After looking at what a cell operator in our area is doing, a weird idea hit me.
Would it be possible to do frequency reuse with say a force 200 plus an AP lite to provide a dedicated link for a high bandwidth customer (20Mbit+ for example)? I'm pretty sure I can reuse the frequency to another customer from another tower but could I possibly reuse the frequency on the same tower?
The other reason I'm thinking this may work is looking at http://mimosa.co/home/Products/Backhaul/TDMA (Scroll down to the "Recommendations for Collocation" section). We are currently using these backhauls with 3 leaving a single site on the same frequency with no issues (bearings 52, 319 and 168).
I'm pretty sure this is doable, what I'm not sure about is what would the restrictions be? Could we reuse once we are 90 degrees away (is there a radome for the force 200)?
Please tell me if I am just halucinating or if there is something that will make this hell to maintain when we have allot of these types of links.
we have a lot of PTP reuse from the epmp product. you must use a GPS enabled radio to do it. the force 200 will be fine on the slave end.

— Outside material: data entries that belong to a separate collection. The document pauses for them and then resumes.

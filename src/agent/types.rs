//! Agent state, health, metrics and configuration records.

use crate::core::task::Priority;
use chrono::{DateTime, Utc};
use serde::{Deserialize, Serialize};
use std::collections::BTreeSet;
use std::time::Duration;

/// Success rate (percent) an agent must exceed to count as healthy.
pub const HEALTHY_SUCCESS_RATE: f64 = 80.0;

/// Error count at which an agent stops counting as healthy.
pub const UNHEALTHY_ERROR_COUNT: u32 = 5;

/// Lifecycle state of an agent.
///
/// `idle -> running -> completed|failed -> idle`, `running -> paused`,
/// `failed -> recovering -> idle`. There is no terminal state.
#[derive(Debug, Clone, Copy, PartialEq, Eq, Hash, Serialize, Deserialize, Default)]
#[serde(rename_all = "lowercase")]
pub enum AgentStatus {
    #[default]
    Idle,
    Running,
    Paused,
    Completed,
    Failed,
    Recovering,
}

impl std::fmt::Display for AgentStatus {
    fn fmt(&self, f: &mut std::fmt::Formatter<'_>) -> std::fmt::Result {
        let s = match self {
            AgentStatus::Idle => "idle",
            AgentStatus::Running => "running",
            AgentStatus::Paused => "paused",
            AgentStatus::Completed => "completed",
            AgentStatus::Failed => "failed",
            AgentStatus::Recovering => "recovering",
        };
        f.write_str(s)
    }
}

#[derive(Debug, Clone, PartialEq, Serialize, Deserialize)]
pub struct AgentHealth {
    pub is_healthy: bool,
    pub last_check: DateTime<Utc>,
    /// Seconds since creation or the last restart.
    pub uptime_secs: u64,
    pub error_count: u32,
    /// Percentage of executions that succeeded.
    pub success_rate: f64,
    /// Duration of the most recent execution.
    pub response_time_ms: u64,
}

impl AgentHealth {
    /// `success_rate > 80 && error_count < 5`.
    pub fn evaluate(success_rate: f64, error_count: u32) -> bool {
        success_rate > HEALTHY_SUCCESS_RATE && error_count < UNHEALTHY_ERROR_COUNT
    }
}

impl Default for AgentHealth {
    fn default() -> Self {
        Self {
            is_healthy: true,
            last_check: Utc::now(),
            uptime_secs: 0,
            error_count: 0,
            success_rate: 100.0,
            response_time_ms: 0,
        }
    }
}

#[derive(Debug, Clone, Default, PartialEq, Serialize, Deserialize)]
pub struct AgentMetrics {
    pub total_executions: u64,
    pub successful_executions: u64,
    pub failed_executions: u64,
    /// Running mean over successful executions.
    pub average_execution_time_ms: f64,
    pub last_execution_time_ms: u64,
    /// Megabytes.
    pub memory_usage: f64,
    /// Percent.
    pub cpu_usage: f64,
}

impl AgentMetrics {
    pub fn success_rate(&self) -> f64 {
        if self.total_executions == 0 {
            return 100.0;
        }
        self.successful_executions as f64 / self.total_executions as f64 * 100.0
    }
}

pub const DEFAULT_AGENT_MAX_RETRIES: u32 = 3;
pub const DEFAULT_AGENT_TIMEOUT_MS: u64 = 30_000;
pub const DEFAULT_RECOVERY_COOLDOWN_MS: u64 = 5_000;
pub const DEFAULT_RESTART_DELAY_MS: u64 = 1_000;

#[derive(Debug, Clone, PartialEq, Serialize, Deserialize)]
#[serde(default)]
pub struct AgentConfig {
    /// Failures tolerated before the agent stops recovering on its own.
    pub max_retries: u32,
    /// Upper bound on a single `execute` call.
    pub timeout_ms: u64,
    pub auto_restart: bool,
    pub notifications: bool,
    pub recovery_cooldown_ms: u64,
    pub restart_delay_ms: u64,
}

impl Default for AgentConfig {
    fn default() -> Self {
        Self {
            max_retries: DEFAULT_AGENT_MAX_RETRIES,
            timeout_ms: DEFAULT_AGENT_TIMEOUT_MS,
            auto_restart: true,
            notifications: true,
            recovery_cooldown_ms: DEFAULT_RECOVERY_COOLDOWN_MS,
            restart_delay_ms: DEFAULT_RESTART_DELAY_MS,
        }
    }
}

impl AgentConfig {
    pub fn timeout(&self) -> Duration {
        Duration::from_millis(self.timeout_ms)
    }

    pub fn recovery_cooldown(&self) -> Duration {
        Duration::from_millis(self.recovery_cooldown_ms)
    }

    pub fn restart_delay(&self) -> Duration {
        Duration::from_millis(self.restart_delay_ms)
    }
}

/// Immutable copy of an agent's public fields.
#[derive(Debug, Clone, PartialEq, Serialize, Deserialize)]
pub struct AgentSnapshot {
    pub id: String,
    pub name: String,
    pub category: String,
    pub priority: Priority,
    pub status: AgentStatus,
    pub capabilities: BTreeSet<String>,
    pub dependencies: BTreeSet<String>,
    pub health: AgentHealth,
    pub metrics: AgentMetrics,
    pub config: AgentConfig,
}

impl AgentSnapshot {
    pub fn is_running(&self) -> bool {
        self.status == AgentStatus::Running
    }
}
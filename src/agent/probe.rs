//! Resource sampling for agent metrics.

use rand::Rng;

#[derive(Debug, Clone, Copy, PartialEq)]
pub struct ResourceSample {
    /// Megabytes.
    pub memory: f64,
    /// Percent.
    pub cpu: f64,
}

/// Source of memory/cpu figures refreshed after every run.
pub trait ResourceProbe: Send + Sync {
    fn sample(&self) -> ResourceSample;
}

/// Random figures in a plausible range; agents have no process of their own to measure.
#[derive(Debug, Clone)]
pub struct SimulatedProbe {
    pub memory_range: (f64, f64),
    pub cpu_range: (f64, f64),
}

impl Default for SimulatedProbe {
    fn default() -> Self {
        Self {
            memory_range: (20.0, 120.0),
            cpu_range: (0.0, 60.0),
        }
    }
}

impl ResourceProbe for SimulatedProbe {
    fn sample(&self) -> ResourceSample {
        let mut rng = rand::thread_rng();
        ResourceSample {
            memory: sample_range(&mut rng, self.memory_range),
            cpu: sample_range(&mut rng, self.cpu_range),
        }
    }
}

fn sample_range(rng: &mut impl Rng, (low, high): (f64, f64)) -> f64 {
    if high > low {
        rng.gen_range(low..high)
    } else {
        low
    }
}

/// Always reports the same figures.
#[derive(Debug, Clone, Copy)]
pub struct FixedProbe(pub ResourceSample);

impl FixedProbe {
    pub fn new(memory: f64, cpu: f64) -> Self {
        Self(ResourceSample { memory, cpu })
    }
}

impl ResourceProbe for FixedProbe {
    fn sample(&self) -> ResourceSample {
        self.0
    }
}
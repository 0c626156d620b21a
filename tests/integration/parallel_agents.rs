//! Parallel execution tests.
//!
//! Verify the scheduler ceiling across many submissions and that two
//! concurrent submissions never share an agent.

use std::collections::HashSet;
use std::sync::atomic::Ordering;
use std::sync::Arc;
use std::time::Duration;

use futures::future::join_all;

use conductor::core::ExecutionStatus;
use conductor::{Config, Error, Priority, TaskDefinition};

use crate::fixtures::{agent, coordinator, coordinator_with, Slow};

/// Test: Concurrency ceiling
/// Given a ceiling of 2 and four slow agents
/// When four tasks are submitted at once
/// Then at most two run at any moment and all complete
#[tokio::test(start_paused = true)]
async fn test_scheduler_ceiling_bounds_running_tasks() {
    let c = coordinator_with(Config {
        max_concurrent_tasks: 2,
        ..Default::default()
    });
    let slow = Arc::new(Slow::new(Duration::from_millis(100)));
    for i in 0..4 {
        c.register_agent(
            agent(&format!("w{i}"), Priority::Medium, i as f64, &[], slow.clone()),
            None,
        )
        .await
        .unwrap();
    }

    let tasks = (0..4).map(|i| {
        let c = Arc::clone(&c);
        tokio::spawn(async move {
            c.execute_task(TaskDefinition::new(&format!("t{i}"), "t")).await
        })
    });
    let results = join_all(tasks).await;

    for result in results {
        assert_eq!(result.unwrap().unwrap().status, ExecutionStatus::Completed);
    }
    assert_eq!(slow.peak.load(Ordering::SeqCst), 2);
    assert_eq!(c.scheduler().active_count(), 0);
    c.stop().await;
}

/// Test: No double binding
/// Given three idle agents
/// When three tasks are submitted concurrently
/// Then each task lands on a different agent
#[tokio::test(start_paused = true)]
async fn test_concurrent_submissions_use_distinct_agents() {
    let c = coordinator();
    let slow = Arc::new(Slow::new(Duration::from_millis(50)));
    for i in 0..3 {
        c.register_agent(
            agent(&format!("w{i}"), Priority::High, 10.0, &["build"], slow.clone()),
            None,
        )
        .await
        .unwrap();
    }

    let tasks = (0..3).map(|i| {
        let c = Arc::clone(&c);
        tokio::spawn(async move {
            let task = TaskDefinition::new(&format!("t{i}"), "t").with_capabilities(["build"]);
            c.execute_task(task).await
        })
    });
    let agents: HashSet<String> = join_all(tasks)
        .await
        .into_iter()
        .map(|r| r.unwrap().unwrap().agent_id.unwrap())
        .collect();

    assert_eq!(agents.len(), 3);
    assert_eq!(slow.peak.load(Ordering::SeqCst), 3);
    c.stop().await;
}

/// Test: Busy agents are not eligible
/// Given a single agent already running a task
/// When a second task is submitted
/// Then it fails with NoAgentAvailable instead of waiting
#[tokio::test(start_paused = true)]
async fn test_running_agent_is_not_selected() {
    let c = coordinator();
    let slow = Arc::new(Slow::new(Duration::from_millis(100)));
    c.register_agent(agent("only", Priority::High, 1.0, &[], slow), None)
        .await
        .unwrap();

    let first = {
        let c = Arc::clone(&c);
        tokio::spawn(async move { c.execute_task(TaskDefinition::new("first", "t")).await })
    };
    tokio::time::sleep(Duration::from_millis(10)).await;

    let metrics = c.get_system_metrics().await;
    assert_eq!(metrics.agents.active, 1);
    assert_eq!(metrics.active_tasks, 1);
    assert_eq!(metrics.tasks.running, 1);

    let err = c
        .execute_task(TaskDefinition::new("second", "t"))
        .await
        .unwrap_err();
    assert!(matches!(err, Error::NoAgentAvailable { .. }));

    assert_eq!(
        first.await.unwrap().unwrap().status,
        ExecutionStatus::Completed
    );
    c.stop().await;
}

/// Test: System metrics
/// Given a mix of completed and rejected submissions
/// When metrics are read
/// Then task totals and the average duration reflect the records
#[tokio::test]
async fn test_system_metrics_aggregate_executions() {
    let c = coordinator();
    c.register_agent(
        agent("a", Priority::High, 40.0, &["api"], Arc::new(crate::fixtures::Echo)),
        None,
    )
    .await
    .unwrap();
    c.register_agent(
        agent("b", Priority::High, 60.0, &["web"], Arc::new(crate::fixtures::Echo)),
        None,
    )
    .await
    .unwrap();

    c.execute_task(TaskDefinition::new("t1", "t").with_capabilities(["api"]))
        .await
        .unwrap();
    c.execute_task(TaskDefinition::new("t2", "t").with_capabilities(["web"]))
        .await
        .unwrap();
    let _ = c
        .execute_task(TaskDefinition::new("t3", "t").with_capabilities(["gpu"]))
        .await;

    let metrics = c.get_system_metrics().await;
    assert_eq!(metrics.agents.total, 2);
    assert_eq!(metrics.agents.active, 0);
    assert_eq!(metrics.agents.failed, 0);
    assert_eq!(metrics.tasks.total, 3);
    assert_eq!(metrics.tasks.completed, 2);
    assert_eq!(metrics.tasks.pending, 1);
    assert!(metrics.average_execution_time_ms >= 0.0);
    assert_eq!(metrics.system_health, 100.0);
    assert_eq!(metrics.resource_utilization.memory, 50.0);
    assert_eq!(metrics.resource_utilization.cpu, 10.0);
    c.stop().await;
}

weve got a site using 2 channels, and 4 force 110 gps dishes come from it. there are a some conditions you have to watch and balance. for us, we have the right conditions to maintain the CIR values from each of our links to do this deployment. each of the radios is moving well over 100 meg when we test to speedtest.net the mimosa radios use 2 different channels to TX and RX, or atleast are able to. the cambium radios cannot. can transmit on one freq and receive on another, you can do what your describing. the cambium radios are GPS dependant so you'll need to watch your noise and beacon data. for example, your radio facing 52, 319 and 168, if the remotes sites here the assigned master at 50 DB, and the other masters at 85db. and its the same condition for the other two links, then you can use on channel for TX and RX. and get max throughput. the angles you've listed should be sufficient to get the SNR values you need especially if you only want 20 mbps from them. Erics suggestions are good to help get your SNR in check. a few more things to watch or do, have these backhauls as far apart as possible, if your on a water tank, well your flat gold if you've moved these radios so the bowl is between them. next look at your radio beacon data and see what your differences are, if you've only got 19 change in power, refer to the link budget table and see what you get at that modulation, and limit your radios to talk at that modulation. better antennas, yield better SNRs.
BIG NOTE: you can only use the same channel twice on the same tower (front and back) so for 3 links, you will need 2 channels.
20mbps for the EPMP isn't much bandwidth, if that's your target delivery, you can pull that easy from a multipoint setup, we deliver up to 50 mbps from ours.